# Task prompt:
Collect all lines below with the string "only".

_ _ _

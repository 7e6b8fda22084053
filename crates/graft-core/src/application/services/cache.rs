//! Correspondence cache.
//!
//! One slot per [`TypePair`]. A slot is an `OnceLock` holding the plan plus a
//! mutex that serializes builders of that key only. Readers of a built slot
//! never touch the mutex; builders of different keys never wait on each
//! other. A failed build leaves the slot empty for the next caller.

use std::fmt;
use std::sync::atomic::{AtomicU64, Ordering};
use std::sync::{Arc, Mutex, OnceLock};

use dashmap::DashMap;
use tracing::debug;

use crate::application::ApplicationError;
use crate::application::services::conversion::{ConversionEntry, ConversionRegistry};
use crate::domain::{CorrespondencePlan, DomainError, TypeCatalog, TypeName, TypePair};
use crate::error::GraftResult;

#[derive(Default)]
struct Slot {
    plan: OnceLock<Arc<CorrespondencePlan>>,
    build: Mutex<()>,
}

/// Counters exposed for diagnostics and tests.
#[derive(Debug, Clone, Copy, PartialEq, Eq, Default)]
pub struct CacheStats {
    /// Plans built (successful builds only).
    pub builds: u64,
    /// Lookups answered by an already-built plan.
    pub hits: u64,
    /// Built plans currently held.
    pub plans: usize,
}

/// Per-mapper memo of plans, subtype checks and converter lookups.
#[derive(Default)]
pub struct CorrespondenceCache {
    plans: DashMap<TypePair, Arc<Slot>>,
    subtypes: DashMap<(TypeName, TypeName), bool>,
    converters: DashMap<(TypeName, TypeName), Option<Arc<ConversionEntry>>>,
    builds: AtomicU64,
    hits: AtomicU64,
}

impl CorrespondenceCache {
    pub fn new() -> Self {
        Self::default()
    }

    fn slot(&self, pair: &TypePair) -> Arc<Slot> {
        if let Some(slot) = self.plans.get(pair) {
            return Arc::clone(slot.value());
        }
        Arc::clone(self.plans.entry(pair.clone()).or_default().value())
    }

    /// Return the plan for `pair`, running `build` if nobody has built it yet.
    ///
    /// Concurrent callers for the same pair block until the first builder
    /// finishes and then share its plan. If the build fails, the error goes
    /// to the caller that ran it and the next caller builds again.
    pub fn get_or_build<F>(&self, pair: &TypePair, build: F) -> GraftResult<Arc<CorrespondencePlan>>
    where
        F: FnOnce() -> GraftResult<CorrespondencePlan>,
    {
        let slot = self.slot(pair);
        if let Some(plan) = slot.plan.get() {
            self.hits.fetch_add(1, Ordering::Relaxed);
            return Ok(Arc::clone(plan));
        }

        let _guard = slot
            .build
            .lock()
            .map_err(|_| ApplicationError::LockPoisoned)?;

        // Someone else may have finished while we waited.
        if let Some(plan) = slot.plan.get() {
            self.hits.fetch_add(1, Ordering::Relaxed);
            return Ok(Arc::clone(plan));
        }

        debug!(%pair, "Building correspondence plan");
        let plan = Arc::new(build()?);
        self.builds.fetch_add(1, Ordering::Relaxed);
        debug!(%pair, bindings = plan.len(), "Plan cached");

        Ok(Arc::clone(slot.plan.get_or_init(|| plan)))
    }

    /// Built plan for `pair`, without building.
    pub fn get(&self, pair: &TypePair) -> Option<Arc<CorrespondencePlan>> {
        self.plans
            .get(pair)
            .and_then(|slot| slot.plan.get().cloned())
    }

    /// Every built plan, ordered by pair.
    pub fn plans(&self) -> Vec<Arc<CorrespondencePlan>> {
        let mut plans: Vec<_> = self
            .plans
            .iter()
            .filter_map(|entry| entry.value().plan.get().cloned())
            .collect();
        plans.sort_by(|a, b| a.pair.cmp(&b.pair));
        plans
    }

    /// Cached `catalog.is_assignable(candidate, target)`.
    pub fn is_subtype(&self, catalog: &TypeCatalog, candidate: &TypeName, target: &TypeName) -> bool {
        if candidate == target {
            return true;
        }
        let key = (candidate.clone(), target.clone());
        if let Some(known) = self.subtypes.get(&key) {
            return *known;
        }
        let answer = catalog.is_assignable(candidate, target);
        self.subtypes.insert(key, answer);
        answer
    }

    /// Cached `registry.find(..)`. Ambiguity errors are not cached.
    pub fn converter(
        &self,
        registry: &ConversionRegistry,
        catalog: &TypeCatalog,
        source: &TypeName,
        destination: &TypeName,
    ) -> Result<Option<Arc<ConversionEntry>>, DomainError> {
        let key = (source.clone(), destination.clone());
        if let Some(found) = self.converters.get(&key) {
            return Ok(found.clone());
        }
        let found = registry.find(catalog, source, destination)?;
        self.converters.insert(key, found.clone());
        Ok(found)
    }

    pub fn stats(&self) -> CacheStats {
        CacheStats {
            builds: self.builds.load(Ordering::Relaxed),
            hits: self.hits.load(Ordering::Relaxed),
            plans: self
                .plans
                .iter()
                .filter(|entry| entry.value().plan.get().is_some())
                .count(),
        }
    }
}

impl fmt::Debug for CorrespondenceCache {
    fn fmt(&self, f: &mut fmt::Formatter<'_>) -> fmt::Result {
        f.debug_struct("CorrespondenceCache")
            .field("stats", &self.stats())
            .finish()
    }
}
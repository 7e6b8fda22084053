//! `graft plans`: print resolved correspondence plans.

use graft_core::domain::{BindingOrigin, CorrespondencePlan, MapId, TypePair};
use serde_json::{Value as Json, json};
use tracing::instrument;

use crate::{cli::PlansArgs, config::AppConfig, error::CliResult, output::OutputManager};

use super::open_workspace;

#[instrument(skip_all)]
pub fn execute(args: PlansArgs, config: AppConfig, output: OutputManager) -> CliResult<()> {
    let workspace = open_workspace(&args.rules, &config)?;

    let pairs = match (args.from, args.to) {
        (Some(from), Some(to)) => vec![TypePair::new(from, to).with_map_id(args.map_id.map(MapId::new))],
        _ => workspace.mapper.declared_pairs()?,
    };

    let mut plans = Vec::with_capacity(pairs.len());
    for pair in pairs {
        plans.push(workspace.mapper.plan(pair.source, pair.destination, pair.map_id)?);
    }

    if output.is_json() {
        let report: Vec<Json> = plans.iter().map(|p| plan_json(p)).collect();
        output.data(&serde_json::to_string_pretty(&report).unwrap_or_default())?;
        return Ok(());
    }

    for plan in &plans {
        output.header(&plan.pair.to_string())?;
        if let Some(rule) = &plan.rule {
            output.print(&format!("  rule: {rule}"))?;
        }
        if plan.is_empty() {
            output.print("  (no bindings)")?;
        }
        for binding in &plan.bindings {
            output.print(&format!("  {binding}"))?;
        }
    }
    Ok(())
}

fn plan_json(plan: &CorrespondencePlan) -> Json {
    let bindings: Vec<Json> = plan
        .bindings
        .iter()
        .map(|b| {
            json!({
                "source": b.source.as_str(),
                "source_shape": b.source.shape().to_string(),
                "destination": b.destination.as_str(),
                "destination_shape": b.destination.shape().to_string(),
                "strategy": b.strategy.to_string(),
                "null_policy": b.null_policy.as_str(),
                "converter": b.converter_id,
                "implicit": b.origin == BindingOrigin::Implicit,
            })
        })
        .collect();
    json!({
        "source": plan.pair.source.as_str(),
        "destination": plan.pair.destination.as_str(),
        "map_id": plan.pair.map_id.as_ref().map(|m| m.as_str()),
        "rule": plan.rule,
        "bindings": bindings,
    })
}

_ _ _

# Solved problem:
//! mutex that serializes builders of that key only. Readers of a built slot
    /// Plans built (successful builds only).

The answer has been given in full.